February 12, 2024 by Dan McCue
Trump Asks Supreme Court to Stay Immunity Ruling
This exhibit from video released by the House Select Committee, shows President Donald Trump recording a video statement on the afternoon of Jan. 6, 2021, from the Rose Garden, displayed at a hearing by the House select committee investigating the Jan. 6 attack on the U.S. Capitol. (House Select Committee via AP, File)

WASHINGTON — Former President Donald Trump asked the Supreme Court on Monday to stay a D.C. Circuit ruling that he is not immune from federal charges for allegedly trying to unlawfully overturn the results of the 2020 presidential election.

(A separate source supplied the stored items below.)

//! Repository for the `admission_periods` table.

use admissions_core::admission_period::PeriodStatus;
use admissions_core::types::{Date, DbId};
use sqlx::{PgConnection, PgPool};

use crate::models::admission_period::{AdmissionPeriod, CreateAdmissionPeriod};

/// Column list shared across queries to avoid repetition.
const COLUMNS: &str = "id, institute_id, name, start_date, end_date, status, \
    total_applications, created_at, updated_at";

pub struct AdmissionPeriodRepo;

impl AdmissionPeriodRepo {
    /// Insert a new admission period with the given status.
    pub async fn create(
        conn: &mut PgConnection,
        input: &CreateAdmissionPeriod,
    ) -> Result<AdmissionPeriod, sqlx::Error> {
        let query = format!(
            "INSERT INTO admission_periods (institute_id, name, start_date, end_date, status) \
             VALUES ($1, $2, $3, $4, $5) \
             RETURNING {COLUMNS}"
        );
        sqlx::query_as::<_, AdmissionPeriod>(&query)
            .bind(input.institute_id)
            .bind(&input.name)
            .bind(input.start_date)
            .bind(input.end_date)
            .bind(&input.status)
            .fetch_one(&mut *conn)
            .await
    }

    /// Lock the active period whose window contains `today`.
    pub async fn lock_active_containing(
        conn: &mut PgConnection,
        institute_id: DbId,
        today: Date,
    ) -> Result<Option<AdmissionPeriod>, sqlx::Error> {
        let query = format!(
            "SELECT {COLUMNS} FROM admission_periods \
             WHERE institute_id = $1 AND status = $2 \
               AND start_date <= $3 AND end_date >= $3 \
             ORDER BY start_date DESC \
             LIMIT 1 \
             FOR UPDATE"
        );
        sqlx::query_as::<_, AdmissionPeriod>(&query)
            .bind(institute_id)
            .bind(PeriodStatus::Active.as_str())
            .bind(today)
            .fetch_optional(&mut *conn)
            .await
    }

    /// Lock the period the submission fallback should reuse.
    ///
    /// An already active period wins (only one may be active), then upcoming
    /// periods, then the most recent closed one.
    pub async fn lock_fallback(
        conn: &mut PgConnection,
        institute_id: DbId,
    ) -> Result<Option<AdmissionPeriod>, sqlx::Error> {
        let query = format!(
            "SELECT {COLUMNS} FROM admission_periods \
             WHERE institute_id = $1 \
             ORDER BY CASE status WHEN 'active' THEN 0 WHEN 'upcoming' THEN 1 ELSE 2 END, \
                      start_date DESC, id DESC \
             LIMIT 1 \
             FOR UPDATE"
        );
        sqlx::query_as::<_, AdmissionPeriod>(&query)
            .bind(institute_id)
            .fetch_optional(&mut *conn)
            .await
    }

    /// Lock a period owned by the given institute.
    pub async fn lock_for_institute(
        conn: &mut PgConnection,
        id: DbId,
        institute_id: DbId,
    ) -> Result<Option<AdmissionPeriod>, sqlx::Error> {
        let query = format!(
            "SELECT {COLUMNS} FROM admission_periods \
             WHERE id = $1 AND institute_id = $2 \
             FOR UPDATE"
        );
        sqlx::query_as::<_, AdmissionPeriod>(&query)
            .bind(id)
            .bind(institute_id)
            .fetch_optional(&mut *conn)
            .await
    }

    /// Set the status of a period.
    pub async fn set_status(
        conn: &mut PgConnection,
        id: DbId,
        status: PeriodStatus,
    ) -> Result<AdmissionPeriod, sqlx::Error> {
        let query = format!(
            "UPDATE admission_periods SET status = $2 WHERE id = $1 RETURNING {COLUMNS}"
        );
        sqlx::query_as::<_, AdmissionPeriod>(&query)
            .bind(id)
            .bind(status.as_str())
            .fetch_one(&mut *conn)
            .await
    }

    /// Bump the running application counter by one.
    pub async fn increment_total_applications(
        conn: &mut PgConnection,
        id: DbId,
    ) -> Result<(), sqlx::Error> {
        sqlx::query(
            "UPDATE admission_periods SET total_applications = total_applications + 1 \
             WHERE id = $1",
        )
        .bind(id)
        .execute(&mut *conn)
        .await?;
        Ok(())
    }

    /// All non-closed periods of the institute, for overlap checks.
    pub async fn list_open(
        conn: &mut PgConnection,
        institute_id: DbId,
    ) -> Result<Vec<AdmissionPeriod>, sqlx::Error> {
        let query = format!(
            "SELECT {COLUMNS} FROM admission_periods \
             WHERE institute_id = $1 AND status <> $2 \
             ORDER BY start_date"
        );
        sqlx::query_as::<_, AdmissionPeriod>(&query)
            .bind(institute_id)
            .bind(PeriodStatus::Closed.as_str())
            .fetch_all(&mut *conn)
            .await
    }

    /// Find a period by its internal ID.
    pub async fn find_by_id(
        pool: &PgPool,
        id: DbId,
    ) -> Result<Option<AdmissionPeriod>, sqlx::Error> {
        let query = format!("SELECT {COLUMNS} FROM admission_periods WHERE id = $1");
        sqlx::query_as::<_, AdmissionPeriod>(&query)
            .bind(id)
            .fetch_optional(pool)
            .await
    }

    /// List an institute's periods, newest start first, optionally by status.
    pub async fn list_for_institute(
        pool: &PgPool,
        institute_id: DbId,
        status: Option<PeriodStatus>,
    ) -> Result<Vec<AdmissionPeriod>, sqlx::Error> {
        let query = format!(
            "SELECT {COLUMNS} FROM admission_periods \
             WHERE institute_id = $1 AND ($2::TEXT IS NULL OR status = $2) \
             ORDER BY start_date DESC, id DESC"
        );
        sqlx::query_as::<_, AdmissionPeriod>(&query)
            .bind(institute_id)
            .bind(status.map(PeriodStatus::as_str))
            .fetch_all(pool)
            .await
    }
}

In a 110-page filing, Trump’s attorneys ask the justices to indefinitely delay a pending trial on the charges to give them time to have the full D.C. Circuit reconsider the case, and if they lose there, to prepare a writ of certiorari and formally ask the justices to take on the case.

“President Trump’s claim that presidents have absolute immunity from criminal prosecution for their official acts presents a novel, complex and momentous question that warrants careful consideration,” the filing states.

Trump has maintained that he is entitled to complete immunity from criminal charges for acts he allegedly committed while in the White House — an assertion that has been rejected by a federal trial judge in Washington and the U.S. Court of Appeals for the D.C. Circuit.

Last week, a three-judge appellate panel wrote that “former President Trump has become citizen Trump, with all of the defenses of any other criminal defendant.”

The unanimous opinion went on to say that the judges on the panel could not “accept that the office of the presidency places its former occupants above the law for all time thereafter.”

To assume that position, they said, “would collapse our system of separated powers by placing the president beyond the reach of all three branches.”

The filing by Trump’s attorneys comes at a critical juncture in the current presidential election cycle and the justices’ decision to take the case or not could determine whether Trump faces trial on the charges ahead of the November general election.

Trump maintains that the filing and prosecution of the case amounts to nothing more than “election interference.” In their brief, his lawyers call the D.C. Circuit’s decision “a stunning breach of precedent and historical norms.”